I'm trying to figure out what's going on with a timezone conversion that's happening in Django.
My view code is as below, it filters on a date range and groups on the day of creation:
def stats_ad(request):
start_date = datetime.datetime.strptime(request.GET.get('start'), '%d/%m/%Y %H:%M:%S')
end_date = datetime.datetime.strptime(request.GET.get('end'), '%d/%m/%Y %H:%M:%S')
fads = Ad.objects.filter(created__range=[start_date, end_date]).extra(select={'created_date': 'created::date'}).values('created_date').annotate(total=Count('id')).order_by("created_date")

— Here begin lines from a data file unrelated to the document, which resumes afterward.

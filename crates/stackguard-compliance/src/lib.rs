//! StackGuard compliance assessment
//!
//! Runs framework control catalogs (SOC 2, CIS, HIPAA, PCI-DSS) against the
//! resources of a [`GraphSource`](stackguard_core::GraphSource):
//! - every control yields one row per applicable resource, or a single
//!   `not-applicable` row when nothing in scope matches
//! - a control that errors or panics yields a `fail` row instead of aborting
//!   the pass
//! - summaries carry a 0-100 score and failures by severity; reports add a
//!   cross-framework ranking of critical resources

pub mod catalog;
pub mod context;
pub mod control;
pub mod engine;
pub mod heuristics;
pub mod report;

pub use catalog::controls_for;
pub use context::ControlEvaluationContext;
pub use control::{
    ComplianceControl, ControlResult, ControlStatus, EvaluateFn, Framework, ReasonFn, UnknownFramework,
};
pub use engine::ComplianceEngine;
pub use report::{ComplianceReport, ComplianceSummary, CriticalResource, SeverityCounts};

/// Prelude for convenient imports
pub mod prelude {
    pub use crate::control::{ControlStatus, Framework};
    pub use crate::engine::ComplianceEngine;
    pub use crate::report::{ComplianceReport, ComplianceSummary};
}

The SQL query that is produced by django when I set the get variable of start to "01/05/2013 00:00:00" and the request end variable to "11/05/2013 23:59:00":
SELECT (created::date) AS "created_date", COUNT("ads_ad"."id") AS "total" FROM "ads_ad" WHERE "ads_ad"."created" BETWEEN E'2013-05-01 00:00:00+10:00' and E'2013-05-11 23:59:59+10:00' GROUP BY created::date, (created::date) ORDER BY "created_date" ASC
If I manually run that on my Postgresql database, it's all good, finds the following:
created_date total
2013-05-10 22
2013-05-11 1
However If I do the following:
for a in fads:
recent_ads.append({"dates": a['created_date'].strftime('%d/%m/%Y'), 'ads': a['total']})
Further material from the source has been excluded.